I am tired of breaking the numbers down, so I won’t do so again here; just take it from me without the numbers this time: we do not have money. The fact the EFCC and our politicians battle over billions of naira in court every other day does not make us rich. We would still be a poor country if you collected all the money they stole and put them back in the national coffers.

Our politicians aren’t stealing from a big basket, they are stealing from a small one. What makes it look big is that when a few people steal what belongs to hundreds of millions of people, no matter how small that sum is for those millions of people, it becomes a lot when a few thousand rogues share it amongst themselves. That we have a corruption challenge is made worse by the fact that we do not even have enough without corruption. 

Two major moves the next administration would need to do have to involve reordering our national scale of preference and expanding the country’s revenue base. We would have to decide whether to keep feeding our vehicles cheap fuels or help to use that money to fuel the transformation of our national infrastructure and education.

It is tragic enough that this country is poor. It is a layered tragedy that the little it has is stolen. But it becomes a multidimensional tragedy when the little left is spent like the country’s priorities are in an inverted position. The NNPC reportedly spent $10 billion on fuel subsidies in 2022. That’s about 10 times the sum of money I have read the National Population Commission needs to carry out the census. 

Pick the budget, select any important item — education, infrastructure, science and technology, etc. — and you will find that none of them comes close to the sum we literally burn into carbons every day. One common disease every Nigerian government in the last two or three generations have suffered from is to mouth their commitment to the things that matter whilst spending on matters that they are certain keep the people in line, e.g. the price of bread and garri can go up every year, the cost of education may continue to increase with inverse proportionality to its value but the fuel subsidy? 

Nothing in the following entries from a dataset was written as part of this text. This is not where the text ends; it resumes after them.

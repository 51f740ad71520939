use std::io::IsTerminal;

use tracing_subscriber::{layer::SubscriberExt, util::SubscriberInitExt, EnvFilter};

/// Install the stderr log subscriber. `RUST_LOG` takes precedence over the
/// verbosity flag.
pub fn init_cli_logger(verbose: bool) {
    let default_filter = if verbose {
        "pynotes=debug"
    } else {
        "pynotes=info"
    };
    let filter =
        EnvFilter::try_from_default_env().unwrap_or_else(|_| EnvFilter::new(default_filter));

    // Keep an already installed global subscriber.
    let _ = tracing_subscriber::registry()
        .with(filter)
        .with(
            tracing_subscriber::fmt::layer()
                .with_writer(std::io::stderr)
                .with_ansi(std::io::stderr().is_terminal())
                .with_target(false)
                .without_time()
                .compact(),
        )
        .try_init();
}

It is the one thing that guarantees the people’s red eyes will be directed at the government. For the sake of the country’s future, the government and the people must come to a position on fuel subsidies. The onus then lies on the government on how to manage the transition. That it must go has long ended as a debate.

One thing every Nigerian who’s travelled abroad will never let you know is that we are far behind on many fronts when it comes to even Asian countries. It is human nature to see good things and wish you had them back home. We automatically desire those fast trains in Beijing and expansive train stations in Berlin, we’d love to have some of those road networks in Adelaide, want the peace and safety of Oslo and would not mind the kind of airlines and airports the likes of the UAE and Qatar have made the new travel experience. When they are not oil-rich, they are countries that have delivered sophisticated economies designed to recover taxes from their people’s productivity. 

We are not oil-rich – we are not. Just divide our oil wealth with our population, compared to the numbers Saudi Arabia, Norway or Qatar have to divide with – and we are certainly short on recovering taxes from our even lower productivity. The journey is long.

But the journey must start, and it does not appear that Nigeria has started because we have prioritised political exigencies over the sort of governance that delivers value. It is why our children are stuck with teachers who can barely read and write, let alone teach the children to. If that is not the case, why is it always a controversial issue when a governor decides to test teachers? There are good teachers, of course, but if they were in the majority, tests for teachers would not be the controversial issue it always is.

Ours is a diseased country. Sick on many fronts. We can neither party nor worship God our way out of these issues. If we could, we would not have them worse, decade after decade. About time we settle in for the bitter pills we need to address them.